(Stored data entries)

------------------------------------------------------------

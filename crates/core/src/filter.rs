use glob::Pattern;

use crate::classify::Category;
use crate::error::{Result, TraceError};
use crate::extract::{SpanIoResult, value_to_text};
use crate::model::span::{Span, SpanStatus};

/// A `key=glob` condition on one span attribute. The `attrs.` prefix used
/// by the query syntax is dropped at parse time.
#[derive(Debug, Clone, PartialEq, Eq)]
pub struct AttrFilter {
    pub key: String,
    pattern: Pattern,
}

impl AttrFilter {
    pub fn parse(input: &str) -> Result<Self> {
        let invalid = || TraceError::InvalidArgument(format!("invalid where filter: {input}"));
        let (key, glob) = input.split_once('=').ok_or_else(invalid)?;
        let key = key.trim();
        let key = key.strip_prefix("attrs.").unwrap_or(key);
        let glob = glob.trim();
        if key.is_empty() || glob.is_empty() {
            return Err(invalid());
        }
        let pattern = Pattern::new(glob).map_err(|e| {
            TraceError::InvalidArgument(format!("invalid glob in where filter {input}: {e}"))
        })?;
        Ok(Self {
            key: key.to_string(),
            pattern,
        })
    }

    pub fn glob(&self) -> &str {
        self.pattern.as_str()
    }

    /// Compares the attribute in its text form. Absent and null attributes
    /// never match.
    pub fn matches_span(&self, span: &Span) -> bool {
        span.attr(&self.key)
            .is_some_and(|v| self.pattern.matches(&value_to_text(v)))
    }
}

/// Selects spans for a detail listing. Empty fields match everything.
#[derive(Debug, Clone, Default, PartialEq, Eq)]
pub struct SpanFilter {
    pub category: Option<Category>,
    pub status: Option<SpanStatus>,
    pub name_glob: Option<String>,
    pub attr_filters: Vec<AttrFilter>,
}

impl SpanFilter {
    pub fn is_empty(&self) -> bool {
        self.category.is_none()
            && self.status.is_none()
            && self.name_glob.is_none()
            && self.attr_filters.is_empty()
    }

    pub fn matches(&self, io: &SpanIoResult) -> bool {
        if let Some(category) = self.category
            && io.category != category
        {
            return false;
        }
        if let Some(status) = self.status
            && io.span.status != status
        {
            return false;
        }
        if let Some(glob) = &self.name_glob
            && !Pattern::new(glob)
                .map(|p| p.matches(&io.span.name))
                .unwrap_or(false)
        {
            return false;
        }
        self.attr_filters.iter().all(|f| f.matches_span(&io.span))
    }

    pub fn apply(&self, items: Vec<SpanIoResult>) -> Vec<SpanIoResult> {
        if self.is_empty() {
            return items;
        }
        items.into_iter().filter(|io| self.matches(io)).collect()
    }
}
pub mod span;
pub mod tree;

------------------------------------------------------------

◆ What needs to be done ◆
All entries are to be returned word for word.

◆ Task result ◆
filename crates/core/src/filter.rs
use glob::Pattern;

use crate::classify::Category;
use crate::error::{Result, TraceError};
use crate::extract::{SpanIoResult, value_to_text};
use crate::model::span::{Span, SpanStatus};

/// A `key=glob` condition on one span attribute. The `attrs.` prefix used
/// by the query syntax is dropped at parse time.
#[derive(Debug, Clone, PartialEq, Eq)]
pub struct AttrFilter {
    pub key: String,
    pattern: Pattern,
}

impl AttrFilter {
    pub fn parse(input: &str) -> Result<Self> {
        let invalid = || TraceError::InvalidArgument(format!("invalid where filter: {input}"));
        let (key, glob) = input.split_once('=').ok_or_else(invalid)?;
        let key = key.trim();
        let key = key.strip_prefix("attrs.").unwrap_or(key);
        let glob = glob.trim();
        if key.is_empty() || glob.is_empty() {
            return Err(invalid());
        }
        let pattern = Pattern::new(glob).map_err(|e| {
            TraceError::InvalidArgument(format!("invalid glob in where filter {input}: {e}"))
        })?;
        Ok(Self {
            key: key.to_string(),
            pattern,
        })
    }

    pub fn glob(&self) -> &str {
        self.pattern.as_str()
    }

    /// Compares the attribute in its text form. Absent and null attributes
    /// never match.
    pub fn matches_span(&self, span: &Span) -> bool {
        span.attr(&self.key)
            .is_some_and(|v| self.pattern.matches(&value_to_text(v)))
    }
}

/// Selects spans for a detail listing. Empty fields match everything.
#[derive(Debug, Clone, Default, PartialEq, Eq)]
pub struct SpanFilter {
    pub category: Option<Category>,
    pub status: Option<SpanStatus>,
    pub name_glob: Option<String>,
    pub attr_filters: Vec<AttrFilter>,
}

impl SpanFilter {
    pub fn is_empty(&self) -> bool {
        self.category.is_none()
            && self.status.is_none()
            && self.name_glob.is_none()
            && self.attr_filters.is_empty()
    }

    pub fn matches(&self, io: &SpanIoResult) -> bool {
        if let Some(category) = self.category
            && io.category != category
        {
            return false;
        }
        if let Some(status) = self.status
            && io.span.status != status
        {
            return false;
        }
        if let Some(glob) = &self.name_glob
            && !Pattern::new(glob)
                .map(|p| p.matches(&io.span.name))
                .unwrap_or(false)
        {
            return false;
        }
        self.attr_filters.iter().all(|f| f.matches_span(&io.span))
    }

    pub fn apply(&self, items: Vec<SpanIoResult>) -> Vec<SpanIoResult> {
        if self.is_empty() {
            return items;
        }
        items.into_iter().filter(|io| self.matches(io)).collect()
    }
}
pub mod span;
pub mod tree;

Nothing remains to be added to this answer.